In this update we'll be talking about the work that happens to bring together Parliament’s digital content and the contextual information we make available in search results. This is what you see on the results page when you've searched for something, but before you've clicked on a result to view it.
Previously on search
We've talked previously about how we launched a new search service and how we’re working on improving search. Searching Parliament's website or beta website now takes you to one search page to view your results, which are determined by an external search provider.
This is now the default search service serving thousands of people searching directly on either website, every week.
Unifying search
Improving the search capability involves joining together many different websites and search interfaces from across Parliament’s web estate (we have lots of sites dedicated to different aspects of Parliament).
Our content is generated or produced by a wide variety of sources and people, and the information available to us to use in improving search is also varied. It means that you might get a different experience depending which website you search and with varied results.
Maintaining these different search experiences is challenging. In January, we switched off the infrastructure for the previous website search. At the time, we weren’t aware that the Art in Parliament section was running a custom search from the same infrastructure. So it broke.
Once we were alerted to the issue, we temporarily re-instated the infrastructure and then migrated the service to our new unified search. The way we’ve approached our unified search, using common search patterns like the site operator, made this a simple migration.
Users of the Art in Parliament search are now sent to the default search page when viewing their results. The results are still specific to the Art in Parliament section but are displayed within a service that we’ll continue to support and improve. We have also started to think about how we can improve the Art in Parliament results when they appear in a site-wide search.
What you see when you search
We've recently added more information for users when looking at a search result. We've been providing information on which results are documents for several months now. We provide this in the form of what we call a 'hint', and we've just released 60 new hints (65 hints are live in total). And Art in Parliament is one of the hints we’ve added.
We call them hints because the way we understand how to describe the search result comes from the URL of the page. We do this by matching patterns in the URL. In some instances, the URL might not be that informative about the content of the page, so we’re doing some guesswork and may occasionally be wrong.

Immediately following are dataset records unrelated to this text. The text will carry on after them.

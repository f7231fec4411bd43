use chrono::{DateTime, NaiveDate, Utc};
use serde::{Deserialize, Serialize};

use crate::{
    models::{asset::AssetClass, timeframe::TimeFrame},
    providers::alpaca_rest::params::AlpacaBarsParams,
};

/// Universal parameters for requesting time-series bar data from any market data provider.
///
/// This struct is designed to be vendor-agnostic. It is the standard input for all
/// [`DataProvider`](crate::providers::DataProvider) implementations.
#[derive(Clone, Debug, Serialize, Deserialize)]
pub struct BarsRequestParams {
    /// List of symbols to request (e.g., `["AAPL"]`).
    pub symbols: Vec<String>,

    /// The time interval for each bar (e.g., 1 minute, 1 day).
    ///
    /// **Validation of allowed values is performed by each data provider
    /// implementation, according to their own API rules.**
    pub timeframe: TimeFrame,

    /// Start of the requested time range (inclusive, UTC).
    ///
    /// Providers should return bars starting at or after this timestamp.
    pub start: DateTime<Utc>,

    /// End of the requested time range (exclusive, UTC).
    ///
    /// Providers should return bars strictly before this timestamp.
    pub end: DateTime<Utc>,

    /// The asset class for the requested symbols.
    pub asset_class: AssetClass,

    /// Optional, provider-specific parameters.
    #[serde(default)]
    pub provider_specific: ProviderParams,
}

impl BarsRequestParams {
    /// Daily bars for one symbol over `[start, end)` calendar dates.
    ///
    /// Dates are turned into UTC midnights; daily bars are stamped at the
    /// exchange's local midnight, which falls after UTC midnight of the same
    /// date, so the bar of `start` is included and the bar of `end` is not.
    pub fn daily(symbol: impl Into<String>, start: NaiveDate, end: NaiveDate) -> Self {
        Self {
            symbols: vec![symbol.into()],
            timeframe: TimeFrame::day(),
            start: start.and_time(chrono::NaiveTime::MIN).and_utc(),
            end: end.and_time(chrono::NaiveTime::MIN).and_utc(),
            asset_class: AssetClass::UsEquity,
            provider_specific: ProviderParams::None,
        }
    }

    pub fn with_provider_params(mut self, provider_specific: ProviderParams) -> Self {
        self.provider_specific = provider_specific;
        self
    }
}

/// An enum to hold provider-specific request parameters.
///
/// This allows callers to specify detailed, per-request options for a
/// particular provider without cluttering the universal `BarsRequestParams`.
#[derive(Clone, Debug, Default, Serialize, Deserialize)]
pub enum ProviderParams {
    #[default]
    None,
    Alpaca(AlpacaBarsParams),
}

These 65 hints are about 6% of the possible hints available to use, but we needed an initial approach to choosing some. Releasing them all at once might be more confusing than helpful. As an initial step, we selected a set by looking at what people were clicking on, and selecting the hints that matched those with the most clicks. In our sample, we covered 98% of results people chose. We made sure not to add multiple hints to results, with the exception of document types.
Further development
That doesn’t mean our work on hints is finished. We focused on a method that identified a set of hints as we were confident we wouldn't need to do more work to get rid of duplicate, overlapping descriptions. It’s a relatively simple and quick approach, which we can easily repeat to check if the hints are displaying next to the results that are returned.
We’re planning on releasing more hints soon. This will involve providing hints for results that don't currently have them, and increasing or changing the hints and descriptions to provide more context about the result before users decide to click on it.
Hints are one of many improvements and developments to the search service we’re working on. We’ll also be looking at how to make the title and summary text that appears next to search results clearer, and providing content from the data platform which is more informative and linked together. This should mean that users won’t have to search as long or as far to get the information they were after.